Before Hill’s invention, azodicarbonamide suffered from poor efficiency, inconsistent particle size, and a tendency to leave behind unreacted orange-red crystals that discolored the final product. Hill discovered a way to produce ADC in microcrystalline form (roughly one micron in size) with a yield of over 98%, making it vastly more effective for industrial use.
The Chemical Process
The manufacture of azodicarbonamide is a two-step synthesis involving hydrazine and urea.
Step 1: Formation of Hydrazodicarbonamide
Urea is reacted with hydrazine sulfate and sulfuric acid to form a white intermediate slurry called hydrazodicarbonamide.
2NH_2CONH_2 + N_2H_4 * H_2SO_4 ————————————-> NH_2CONHNHCONH_2 + (NH_4)_2SO_4
Step 2: Oxidation to Azodicarbonamide
The intermediate slurry is then oxidized using chromic acid (derived from an alkali metal chromate and sulfuric acid). Hill’s innovation focused on precisely controlling the temperature during this stage.
NH_2CONHNHCONH_2 + [O] ———> NH_2CON=NCONH_2 + H_2O
The Innovation: Temperature & Concentration Control
The “old way” of producing ADC often resulted in large, orange-red crystalline aggregates that were difficult to disperse in rubber. Hill found that by using a more concentrated oxidant at lower temperatures, he could produce discrete, light-yellow microcrystals.
Key Parameters of the Hill Process:
- Initial Cooling: The reaction mixture is kept between 32°F and 85°F during the initial addition of acid.
- Partial Conversion: Conversion is allowed to reach 5% to 30% at these low temperatures.
- Final Heating: The mixture is then heated to a maximum of 150°F to complete the conversion.
- Resulting Particle Size: The particles are approximately one micron in their major dimension.
Performance in Rubber Vulcanization
To prove the superiority of his microcrystalline ADC, Hill compared it to the standard ADC of the time (referred to in the patent as the “Example 3” product).
Density Reduction in Shoe Soling Stock (Example 5):
| Property | Hill’s ADC (Ex. 1) | Standard ADC (Ex. 3) |
| Parts per 100 parts Rubber | 12.5 | 12.5 |
| Specific Gravity | 0.18 | 0.37 |
| Percent Expansion | 615% | 262% |
The data showed that Hill’s version produced more than a three-fold reduction in density.
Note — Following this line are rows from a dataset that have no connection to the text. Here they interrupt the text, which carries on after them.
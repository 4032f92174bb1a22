//! Configuration Forms
//!
//! Data-driven renderers for tool configuration: one generic renderer walks
//! static per-integration field tables, for both the tool-level connection
//! forms and the per-node operation forms on the canvas.

#![warn(missing_docs)]

pub mod builtin;
pub mod catalog;
pub mod error;
pub mod node_form;
pub mod registry;
pub mod renderer;
pub mod schema;

pub use builtin::{connection_table, operation_table};
pub use catalog::{ToolGroup, ToolTypeOption};
pub use error::FormError;
pub use node_form::NodeOperationForm;
pub use registry::RendererRegistry;
pub use renderer::{
    ConnectionForm, Control, FieldUpdate, FieldView, FormRenderer, FormView, OperationForm, SectionView,
};
pub use schema::{
    ConnectionField, ConnectionTable, FieldKind, FieldSpec, OperationSpec, OperationTable, SectionSpec,
    SelectOption,
};
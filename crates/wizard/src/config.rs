//! Wizard configuration.

use serde::{Deserialize, Serialize};
use std::path::Path;
use toolwiz_core::ToolType;
use tracing::debug;

use crate::ConfigError;

/// Wizard configuration.
#[derive(Debug, Clone, PartialEq, Eq, Serialize, Deserialize)]
#[serde(default)]
pub struct WizardConfig {
    /// Tool kind whose code is written by hand; it never needs generated preview code
    pub self_authored: ToolType,

    /// Characters of preview code shown on the review step
    pub review_excerpt_chars: usize,

    /// Language of the code editor
    pub code_language: String,
}

impl Default for WizardConfig {
    fn default() -> Self {
        Self {
            self_authored: ToolType::CustomCode,
            review_excerpt_chars: 500,
            code_language: "python".to_string(),
        }
    }
}

impl WizardConfig {
    /// Load from a JSON file. Missing keys take their defaults.
    pub async fn load(path: impl AsRef<Path>) -> Result<Self, ConfigError> {
        let path = path.as_ref();
        let content = tokio::fs::read_to_string(path).await?;
        let config: WizardConfig = serde_json::from_str(&content)?;
        debug!("Loaded wizard config from {}", path.display());
        Ok(config)
    }

    /// Whether a kind is the self-authored one.
    pub fn is_self_authored(&self, tool_type: Option<ToolType>) -> bool {
        tool_type == Some(self.self_authored)
    }
}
Because the particles were smaller and more uniform, they dispersed better and decomposed completely, meaning no leftover yellow/orange pigment remained to stain white or light-colored rubber products.
Industrial Significance
This patent was crucial for the mass production of lightweight, high-quality “sponge” materials.
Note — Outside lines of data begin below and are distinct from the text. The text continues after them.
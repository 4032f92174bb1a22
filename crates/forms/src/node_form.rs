//! Operation forms bound to canvas nodes.
//!
//! Values live under `data.toolOperation.<integration>` of the node. Every
//! edit produces a fresh node; the caller swaps it in.

use toolwiz_core::{CanvasNode, ConfigMap, Integration};
use tracing::debug;

use crate::builtin::operation_table;
use crate::renderer::{FieldUpdate, FormView, OperationForm};
use crate::schema::OperationTable;
use crate::FormError;

/// Operation form for the integration attached to a node.
#[derive(Debug, Clone, Copy)]
pub struct NodeOperationForm {
    integration: Integration,
    form: OperationForm,
}

impl NodeOperationForm {
    /// Form for one integration.
    pub fn new(integration: Integration) -> Self {
        Self {
            integration,
            form: OperationForm::new(operation_table(integration)),
        }
    }

    /// Form for the integration of the node's tool.
    pub fn for_node(node: &CanvasNode) -> Result<Self, FormError> {
        node.integration().map(Self::new).ok_or(FormError::NoIntegration)
    }

    /// Integration this form edits.
    pub fn integration(&self) -> Integration {
        self.integration
    }

    /// Backing table.
    pub fn table(&self) -> &'static OperationTable {
        self.form.table()
    }

    /// Values shown for a node: stored values, field defaults for the rest.
    ///
    /// Stored keys outside the table are kept as they are.
    pub fn hydrate(&self, node: &CanvasNode) -> ConfigMap {
        let mut values: ConfigMap = node
            .operation_values(self.integration)
            .into_iter()
            .flatten()
            .map(|(k, v)| (k.as_str(), v.as_str()))
            .collect();

        for field in self.table().all_fields() {
            let shown = values.text_or(field.key, field.default).to_string();
            values.set(field.key, shown);
        }
        if values.get(OperationTable::DISCRIMINATOR).is_none() {
            values.set(OperationTable::DISCRIMINATOR, "");
        }
        values
    }

    /// Render the form for a node.
    pub fn render(&self, node: &CanvasNode) -> FormView {
        let prefix = format!("toolOperation.{}", self.integration);
        self.form.render_at(&prefix, &self.hydrate(node))
    }

    /// Apply one field update, returning the updated copy of the node.
    ///
    /// An operation change must name one of the table's operations (or clear
    /// it); other values are staged verbatim.
    pub fn apply(&self, node: &CanvasNode, update: &FieldUpdate) -> Result<CanvasNode, FormError> {
        if update.key == OperationTable::DISCRIMINATOR
            && !update.value.is_empty()
            && self.table().operation(&update.value).is_none()
        {
            return Err(FormError::UnknownOperation {
                integration: self.integration,
                operation: update.value.clone(),
            });
        }

        debug!(
            "Node {}: toolOperation.{}.{} updated",
            node.id, self.integration, update.key
        );
        Ok(node.with_operation_field(self.integration, update.key.clone(), update.value.clone()))
    }

    /// Render, edit one visible field, and apply it.
    pub fn edit(&self, node: &CanvasNode, key: &str, value: impl Into<String>) -> Result<CanvasNode, FormError> {
        let update = self.render(node).edit(key, value)?;
        self.apply(node, &update)
    }
}

#[cfg(test)]
mod tests {
    use super::*;

    fn node(tool_type: &str, operation: serde_json::Value) -> CanvasNode {
        serde_json::from_value(serde_json::json!({
            "id": "node-1",
            "type": "tool",
            "data": {
                "type": "tool",
                "label": "Step",
                "tool": {"id": "t1", "name": "Backend", "type": tool_type},
                "toolOperation": operation
            },
            "position": {"x": 0.0, "y": 0.0}
        }))
        .unwrap()
    }

    #[test]
    fn test_for_node_requires_integration_tool() {
        let rag = node("rag", serde_json::json!({}));
        assert!(matches!(NodeOperationForm::for_node(&rag), Err(FormError::NoIntegration)));

        let sap = node("sap", serde_json::json!({}));
        assert_eq!(NodeOperationForm::for_node(&sap).unwrap().integration(), Integration::Sap);
    }

    #[test]
    fn test_hydrate_fills_defaults() {
        let n = node("sap", serde_json::json!({"sap": {"operation": "custom", "customEndpoint": "/x"}}));
        let values = NodeOperationForm::new(Integration::Sap).hydrate(&n);

        assert_eq!(values.text("operation"), Some("custom"));
        assert_eq!(values.text("customEndpoint"), Some("/x"));
        assert_eq!(values.text("customMethod"), Some("GET"));
        assert_eq!(values.text("customBody"), Some(""));
        assert_eq!(values.text("parameters"), Some("{}"));
        assert_eq!(values.text("functionName"), Some(""));
    }

    #[test]
    fn test_render_uses_node_paths() {
        let n = node("salesforce", serde_json::json!({"salesforce": {"operation": "query"}}));
        let view = NodeOperationForm::new(Integration::Salesforce).render(&n);

        assert_eq!(view.keys(), vec!["operation", "object", "soqlQuery"]);
        assert_eq!(
            view.field("soqlQuery").unwrap().path,
            "toolOperation.salesforce.soqlQuery"
        );
    }

    #[test]
    fn test_edit_returns_new_node() {
        let n = node("workday", serde_json::json!({"workday": {"operation": "get_report"}}));
        let form = NodeOperationForm::for_node(&n).unwrap();

        let updated = form.edit(&n, "reportName", "Worker_Report").unwrap();
        assert_eq!(
            updated.operation_values(Integration::Workday).unwrap()["reportName"],
            "Worker_Report"
        );
        assert!(!n.operation_values(Integration::Workday).unwrap().contains_key("reportName"));
    }

    #[test]
    fn test_edit_hidden_field_is_rejected() {
        let n = node("workday", serde_json::json!({"workday": {"operation": "get_report"}}));
        let form = NodeOperationForm::new(Integration::Workday);
        assert!(matches!(
            form.edit(&n, "documentId", "42"),
            Err(FormError::FieldNotVisible(_))
        ));
    }

    #[test]
    fn test_unknown_operation_is_rejected() {
        let n = node("databricks", serde_json::json!({}));
        let form = NodeOperationForm::new(Integration::Databricks);

        let err = form.edit(&n, "operation", "drop_everything").unwrap_err();
        assert!(matches!(err, FormError::UnknownOperation { .. }));

        let updated = form.edit(&n, "operation", "run_job").unwrap();
        assert_eq!(form.render(&updated).keys(), vec!["operation", "jobId", "parameters"]);
    }

    #[test]
    fn test_json_is_not_checked() {
        let n = node("salesforce", serde_json::json!({"salesforce": {"operation": "create"}}));
        let form = NodeOperationForm::new(Integration::Salesforce);
        let updated = form.edit(&n, "fields", "{oops").unwrap();
        assert_eq!(form.hydrate(&updated).text("fields"), Some("{oops"));
    }
}
//! Test host with a fixed preview.

use async_trait::async_trait;
use toolwiz_core::{DraftMutation, ToolDraft};

use crate::WizardHost;

/// Host whose preview never changes. Generation always fails.
pub(crate) struct StaticHost {
    pub draft: ToolDraft,
    pub preview: Option<String>,
}

impl StaticHost {
    pub fn new(draft: ToolDraft, preview: Option<&str>) -> Self {
        Self {
            draft,
            preview: preview.map(str::to_string),
        }
    }
}

#[async_trait]
impl WizardHost for StaticHost {
    fn draft(&self) -> &ToolDraft {
        &self.draft
    }

    fn preview_code(&self) -> Option<&str> {
        self.preview.as_deref()
    }

    fn on_input_change(&mut self, mutation: DraftMutation) -> Result<(), anyhow::Error> {
        self.draft.apply(&mutation)?;
        Ok(())
    }

    async fn on_preview(&mut self) -> Result<(), anyhow::Error> {
        anyhow::bail!("no code generator")
    }

    async fn on_submit(&mut self) -> Result<(), anyhow::Error> {
        Ok(())
    }

    fn on_cancel(&mut self) {}
}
- Shoe Soling: Allowed for the creation of lightweight, durable soles for footwear.
- Insulation: Improved the efficiency of plastic foams used in thermal and acoustic insulation.
- Cost Efficiency: Since hydrazine was an expensive raw material, increasing the yield from 84% to over 98% represented a massive cost saving for manufacturers like National Polychemicals, Inc.
Summary of Claims
The patent claims the specific process of forming an aqueous slurry of hydrazodicarbonamide, adding an alkali metal chromate, and slowly adding sulfuric acid while maintaining a temperature not exceeding 85°F for partial conversion, followed by heating to no more than 150°F for final conversion.